In 2022, Diana schooled a client's thoroughbred "Kevin", every day for a week, and filmed the process. In this way she was able to document the dramatic changes that took place using only walk work (ridden and in-hand). Originally intending to release a documentary, Diana decided instead to create a series of online lessons which included her unique insight into the theory behind why the method works, as well as detailed instructions on how to carry out the exercises, and of course video clips of Kevin carrying out the exercises so that riders could see what the changes looked like at various stages of the programme. With no funds available for start-up costs, Diana launched a Kickstarter campaign and nearly doubled her goal via pre-sales of "7 Days of Walk". As a result, it is now on sale worldwide, along with the thriving  Responsive Equine Podia community, where riders submit videos for discussion and feedback.

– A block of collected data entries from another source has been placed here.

//! Configuration for the maintenance pipelines.
//!
//! Every knob has a default; hosts typically deserialize a partial JSON
//! document and call [`MaintenanceConfig::validate`].

use std::path::Path;
use std::time::Duration;

use serde::{Deserialize, Serialize};

use crate::error::{ConfigError, KyroGraphError, StorageError};
use crate::node::NodeType;
use crate::storage::read_json_or_none;

/// Bootstrap pipeline knobs.
#[derive(Debug, Clone, PartialEq, Serialize, Deserialize)]
#[serde(default)]
pub struct BootstrapConfig {
    /// Character budget per batch; 0 sends one chunk per batch.
    pub char_budget: usize,
    /// Maximum characters per source chunk produced by `chunk_text`.
    pub chunk_max_chars: usize,
    /// Concurrent batch workers.
    pub concurrency: usize,
    /// Batches processed before the run pauses; `None` runs to completion.
    pub max_batches_per_run: Option<usize>,
    pub call_timeout_ms: u64,
    pub heartbeat_interval_ms: u64,
    /// Coalescing window for state writes.
    pub persist_debounce_ms: u64,
    /// Run the maintenance hook once after the first completed bootstrap.
    pub run_maintenance: bool,
}

impl Default for BootstrapConfig {
    fn default() -> Self {
        Self {
            char_budget: 12_000,
            chunk_max_chars: 4_000,
            concurrency: 3,
            max_batches_per_run: None,
            call_timeout_ms: 120_000,
            heartbeat_interval_ms: 60_000,
            persist_debounce_ms: 500,
            run_maintenance: true,
        }
    }
}

impl BootstrapConfig {
    #[must_use]
    pub const fn call_timeout(&self) -> Duration {
        Duration::from_millis(self.call_timeout_ms)
    }

    #[must_use]
    pub const fn heartbeat_interval(&self) -> Duration {
        Duration::from_millis(self.heartbeat_interval_ms)
    }

    #[must_use]
    pub const fn persist_debounce(&self) -> Duration {
        Duration::from_millis(self.persist_debounce_ms)
    }

    /// Rejects values the runner cannot operate with.
    ///
    /// # Errors
    /// Returns a `ConfigError` naming the first offending field.
    pub fn validate(self) -> Result<Self, ConfigError> {
        if self.concurrency == 0 {
            return Err(ConfigError::new("bootstrap.concurrency", "must be at least 1"));
        }
        if self.chunk_max_chars == 0 {
            return Err(ConfigError::new("bootstrap.chunk_max_chars", "must be at least 1"));
        }
        if self.max_batches_per_run == Some(0) {
            return Err(ConfigError::new(
                "bootstrap.max_batches_per_run",
                "must be at least 1 when set",
            ));
        }
        if self.call_timeout_ms == 0 {
            return Err(ConfigError::new("bootstrap.call_timeout_ms", "must be positive"));
        }
        if self.heartbeat_interval_ms == 0 {
            return Err(ConfigError::new("bootstrap.heartbeat_interval_ms", "must be positive"));
        }
        Ok(self)
    }
}

/// Dedup pipeline knobs.
#[derive(Debug, Clone, PartialEq, Serialize, Deserialize)]
#[serde(default)]
pub struct DedupConfig {
    /// Minimum combined similarity for a candidate pair.
    pub similarity_threshold: f64,
    pub max_pairs_per_bucket: usize,
    pub max_cluster_size: usize,
    pub max_clusters: usize,
    /// Types whose records describe events and must not merge across time.
    pub volatile_types: Vec<NodeType>,
    pub volatile_window_hours: i64,
    /// Minimum similarity for an edge in the semantic block pass.
    pub block_threshold: f64,
    pub block_window_days: i64,
    pub max_block_size: usize,
    pub max_blocks: usize,
    pub call_timeout_ms: u64,
    pub max_output_tokens: u32,
}

impl Default for DedupConfig {
    fn default() -> Self {
        Self {
            similarity_threshold: 0.55,
            max_pairs_per_bucket: 50,
            max_cluster_size: 5,
            max_clusters: 20,
            volatile_types: vec![NodeType::Episode],
            volatile_window_hours: 72,
            block_threshold: 0.35,
            block_window_days: 30,
            max_block_size: 6,
            max_blocks: 10,
            call_timeout_ms: 120_000,
            max_output_tokens: 4_096,
        }
    }
}

impl DedupConfig {
    #[must_use]
    pub const fn call_timeout(&self) -> Duration {
        Duration::from_millis(self.call_timeout_ms)
    }

    #[must_use]
    pub fn volatile_window(&self) -> chrono::Duration {
        chrono::Duration::hours(self.volatile_window_hours)
    }

    #[must_use]
    pub fn block_window(&self) -> chrono::Duration {
        chrono::Duration::days(self.block_window_days)
    }

    /// Rejects values the candidate generator cannot operate with.
    ///
    /// # Errors
    /// Returns a `ConfigError` naming the first offending field.
    pub fn validate(self) -> Result<Self, ConfigError> {
        for (field, value) in [
            ("dedup.similarity_threshold", self.similarity_threshold),
            ("dedup.block_threshold", self.block_threshold),
        ] {
            if !(0.0..=1.0).contains(&value) {
                return Err(ConfigError::new(field, format!("{value} is outside [0, 1]")));
            }
        }
        if self.max_cluster_size < 2 {
            return Err(ConfigError::new("dedup.max_cluster_size", "must be at least 2"));
        }
        if self.max_block_size < 2 {
            return Err(ConfigError::new("dedup.max_block_size", "must be at least 2"));
        }
        if self.volatile_window_hours < 0 || self.block_window_days < 0 {
            return Err(ConfigError::new("dedup.windows", "must not be negative"));
        }
        if self.call_timeout_ms == 0 {
            return Err(ConfigError::new("dedup.call_timeout_ms", "must be positive"));
        }
        Ok(self)
    }
}

/// Combined configuration for both pipelines.
#[derive(Debug, Clone, Default, PartialEq, Serialize, Deserialize)]
#[serde(default)]
pub struct MaintenanceConfig {
    pub bootstrap: BootstrapConfig,
    pub dedup: DedupConfig,
}

impl MaintenanceConfig {
    /// Validates both sections.
    ///
    /// # Errors
    /// Returns the first `ConfigError` found.
    pub fn validate(self) -> Result<Self, ConfigError> {
        Ok(Self {
            bootstrap: self.bootstrap.validate()?,
            dedup: self.dedup.validate()?,
        })
    }

    /// Loads and validates a JSON config file; a missing file yields defaults.
    ///
    /// # Errors
    /// Returns a storage error for unreadable or malformed files and a config
    /// error for invalid values.
    pub fn from_json_file(path: &Path) -> Result<Self, KyroGraphError> {
        let config: Option<Self> = read_json_or_none(path)?;
        Ok(config.unwrap_or_default().validate()?)
    }

    /// Parses and validates a JSON config document.
    ///
    /// # Errors
    /// Returns a storage error for malformed JSON and a config error for
    /// invalid values.
    pub fn from_json_str(text: &str) -> Result<Self, KyroGraphError> {
        let config: Self = serde_json::from_str(text).map_err(|e| StorageError::Parse {
            path: "<inline>".into(),
            reason: e.to_string(),
        })?;
        Ok(config.validate()?)
    }
}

In 2022, Diana trained and qualified as an Equine Assisted Psychotherapist with the Equine Psychotherapy Institute. She founded Central Coast Equine Psychotherapy and works alongside her small herd running individual therapy and psychoeducation groups.

She continues to teach riding to people on their own horses, and now finds her coaching to be influenced and enhanced by increased understanding of human psychology. This combined with her equine knowledge and experience results in a style that is highly empathetic to both horse and rider, and effective in bringing about significant and lasting change to the performance of horse and rider as a team.